Hamburg - Die Debatte über geheime Anti-Terror-Operationen
der CIA in Europa drohe die Wiederannäherung zwischen Deutschland und
den USA unter der neuen Regierung in Berlin zu belasten, schreibt das
Nachrichtenmagazin "Der Spiegel" in seiner am Montag erscheinenden
Ausgabe. Vor dem Deutschland-Besuch von US-Außenministerin
Condoleezza Rice habe die Bundesregierung nun eine detaillierte Liste
von Bewegungen und Landungen getarnter CIA-Flugzeuge in Deutschland
in der Hand. Mit solchen Maschinen sollen Terrorverdächtige entführt
und in geheime Lager gebracht worden sein.
"Umstrittenen Flüge"
"Laut Liste nutzten die US-Geheimen Deutschland in mindestens 437
Fällen für ihre nun international umstrittenen Flüge", heißt es in
dem "Spiegel"-Bericht. Die Statistik sei von der Deutschen
Flugsicherung auf Grund einer Anfrage der Linkspartei im Bundestag
angefertigt worden. Danach nutzten zwei auf Privatfirmen zugelassene
Flugzeuge der CIA allein in den Jahren 2002 und 2003 zusammen 137 und
146 Mal deutschen Luftraum oder landeten auf deutschen Flughäfen -
vor allem in Frankfurt/Main, Berlin und auf der amerikanischen
Militärbasis Ramstein.
Berlin unter Druck
Diplomaten erwarten laut "Spiegel", dass Rice in Deutschland
sowohl in den Gesprächen mit Kanzlerin Angela Merkel (CDU) und
Außenminister Frank-Walter Steinmeier (SPD) als auch in den
Pressekonferenzen dazu Stellung beziehen muss. Mitglieder der
Bundesregierung würden befürchten, dass die CIA-Affäre sogar zu einer
grundsätzlichen Debatte über die Stationierung von US-Truppen und die
Nutzung des deutschen Luftraumes für den Krieg im Irak führen könnte.

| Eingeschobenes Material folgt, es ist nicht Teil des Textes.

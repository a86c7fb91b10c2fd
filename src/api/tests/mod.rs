use super::*;
use crate::config::RepoConfig;
use crate::dict::Term;
use crate::model::Payload;

fn rdf(triples: Vec<(&str, &str, &str)>) -> Payload {
    Payload::Rdf(
        triples
            .into_iter()
            .map(|(s, p, o)| ImrTriple {
                subject: Term::iri(s.to_string()).unwrap(),
                predicate: Term::iri(p.to_string()).unwrap(),
                object: Term::iri(o.to_string()).unwrap(),
            })
            .collect(),
    )
}

fn api(dir: &std::path::Path) -> ResourceApi {
    ResourceApi::open(RepoConfig::testing(dir)).unwrap()
}

#[test]
fn create_and_get_round_trips_an_rdf_source() {
    let dir = tempfile::tempdir().unwrap();
    let api = api(dir.path());

    let (outcome, events) = api
        .create_or_replace(
            "a",
            rdf(vec![("urn:fcres:a", "http://example.org/title", "urn:lit:v1")]),
            Some("alice".to_string()),
            None,
        )
        .unwrap();
    assert_eq!(outcome, CreateOutcome::Created);
    assert_eq!(events.len(), 1);

    assert!(api.exists("a").unwrap());
    let imr = api.get("a").unwrap().unwrap();
    assert!(imr.iter().any(|t| matches!(&t.object, Term::NamedNode(n) if n.as_str() == "urn:lit:v1")));
    assert!(api.get("missing").unwrap().is_none());
}

#[test]
fn create_mints_a_uid_under_the_given_parent() {
    let dir = tempfile::tempdir().unwrap();
    let api = api(dir.path());

    api.create_or_replace("parent", rdf(vec![]), None, None).unwrap();
    let (uid, _) = api
        .create("parent", Some("child"), rdf(vec![]), None, None)
        .unwrap();
    assert_eq!(uid, "parent/child");
    assert!(api.exists("parent/child").unwrap());
}

#[test]
fn etag_is_stable_and_absent_for_missing_resources() {
    let dir = tempfile::tempdir().unwrap();
    let api = api(dir.path());
    api.create_or_replace(
        "a",
        rdf(vec![("urn:fcres:a", "http://example.org/title", "urn:lit:v1")]),
        None,
        None,
    )
    .unwrap();

    let first = api.etag("a").unwrap();
    let second = api.etag("a").unwrap();
    assert!(first.is_some());
    assert_eq!(first, second);
    assert_eq!(api.etag("missing").unwrap(), None);
}

#[test]
fn update_runs_sparql_against_only_this_resources_graph() {
    let dir = tempfile::tempdir().unwrap();
    let api = api(dir.path());
    api.create_or_replace(
        "a",
        rdf(vec![("urn:fcres:a", "http://purl.org/dc/terms/title", "urn:lit:old")]),
        None,
        None,
    )
    .unwrap();

    api.update(
        "a",
        "DELETE {<> <http://purl.org/dc/terms/title> <urn:lit:old>} \
         INSERT {<> <http://purl.org/dc/terms/title> <urn:lit:new>} WHERE {}",
    )
    .unwrap();

    let imr = api.get("a").unwrap().unwrap();
    assert!(imr.iter().any(|t| matches!(&t.object, Term::NamedNode(n) if n.as_str() == "urn:lit:new")));
    assert!(!imr.iter().any(|t| matches!(&t.object, Term::NamedNode(n) if n.as_str() == "urn:lit:old")));
}

#[test]
fn create_or_replace_binary_stores_payload_and_stamps_fixity() {
    let dir = tempfile::tempdir().unwrap();
    let api = api(dir.path());

    let (outcome, _) = api
        .create_or_replace_binary("a/bin", b"hello world".to_vec(), "text/plain".to_string(), None)
        .unwrap();
    assert_eq!(outcome, CreateOutcome::Created);

    let meta = api.get_metadata("a/bin").unwrap().unwrap();
    assert!(meta.triples.iter().any(
        |t| matches!(&t.predicate, Term::NamedNode(n) if n.as_str() == crate::layout::srv_mgd::EBUCORE_HAS_MIME_TYPE)
    ));
}

#[test]
fn delete_with_tombstone_then_resurrect_round_trips() {
    let dir = tempfile::tempdir().unwrap();
    let api = api(dir.path());
    api.create_or_replace("a", rdf(vec![]), None, None).unwrap();

    api.delete("a", true, None).unwrap();
    assert!(!api.exists("a").unwrap());

    api.resurrect("a", None).unwrap();
    assert!(api.exists("a").unwrap());
}

#[test]
fn get_on_a_buried_resource_errors_as_tombstone_not_missing() {
    use crate::model::ModelError;

    let dir = tempfile::tempdir().unwrap();
    let api = api(dir.path());
    api.create_or_replace("a", rdf(vec![]), None, None).unwrap();
    api.delete("a", true, None).unwrap();

    let err = api.get("a").unwrap_err();
    assert!(matches!(err, RepoError::Model(ModelError::Tombstone { uid, .. }) if uid == "a"));

    let err = api.get_metadata("a").unwrap_err();
    assert!(matches!(err, RepoError::Model(ModelError::Tombstone { uid, .. }) if uid == "a"));
}

#[test]
fn create_version_then_revert_restores_content() {
    let dir = tempfile::tempdir().unwrap();
    let api = api(dir.path());
    api.create_or_replace(
        "a",
        rdf(vec![("urn:fcres:a", "http://example.org/title", "urn:lit:v1")]),
        None,
        None,
    )
    .unwrap();
    let (label, _) = api.create_version("a", Some("v1"), None).unwrap();

    api.create_or_replace(
        "a",
        rdf(vec![("urn:fcres:a", "http://example.org/title", "urn:lit:v2")]),
        None,
        None,
    )
    .unwrap();
    assert!(api
        .get("a")
        .unwrap()
        .unwrap()
        .iter()
        .any(|t| matches!(&t.object, Term::NamedNode(n) if n.as_str() == "urn:lit:v2")));

    api.revert_to_version("a", &label, None).unwrap();
    let imr = api.get("a").unwrap().unwrap();
    assert!(imr.iter().any(|t| matches!(&t.object, Term::NamedNode(n) if n.as_str() == "urn:lit:v1")));

    let version = api.get_version("a", &label).unwrap();
    assert!(version.iter().any(|t| matches!(&t.object, Term::NamedNode(n) if n.as_str() == "urn:lit:v1")));
}

#[test]
fn referential_integrity_strict_rejects_a_dangling_reference_at_write_time() {
    let dir = tempfile::tempdir().unwrap();
    let api = api(dir.path());

    let err = api
        .create_or_replace(
            "a",
            rdf(vec![("urn:fcres:a", "http://example.org/references", "urn:fcres:missing")]),
            None,
            None,
        )
        .unwrap_err();
    assert!(matches!(err, RepoError::Model(ModelError::RefIntViolation(_))));
}

#[test]
fn integrity_check_is_empty_for_a_consistent_store_with_auto_created_ancestors() {
    let dir = tempfile::tempdir().unwrap();
    let api = api(dir.path());

    // "a/b/c" auto-creates pairtree containers for "a" and "a/b" before
    // linking "a/b/c" under them, so every fcrepo:hasParent reference
    // this produces resolves.
    api.create_or_replace("a/b/c", rdf(vec![]), None, None).unwrap();

    assert!(api.integrity_check().unwrap().is_empty());
}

Doch Berlin gerate, so das Magazin, in der Affäre auch selbst
unter Druck. Bis zum 21. Februar müssen die Deutschen dem Europarat
erläutern, was sie in konkreten Entführungsfällen unternommen haben,
nachdem sie davon erfuhren. So liege dem Auswärtigen Amt spätestens
seit Juni 2004 die Schilderung des aus dem Libanon stammenden
Deutschen Khaled el-Masri über Misshandlungen an Bord einer
CIA-Maschine vor. US-Behörden haben die Entführung Anfang 2005
informell bestätigt. Bei Verstößen gegen die Menschenrechte von
Gefangenen an Bord macht sich laut Völkerrecht möglicherweise auch
jener Staat schuldig, der wissentlich nichts gegen Verstöße in seinem
Hoheitsgebiet unternimmt. (APA)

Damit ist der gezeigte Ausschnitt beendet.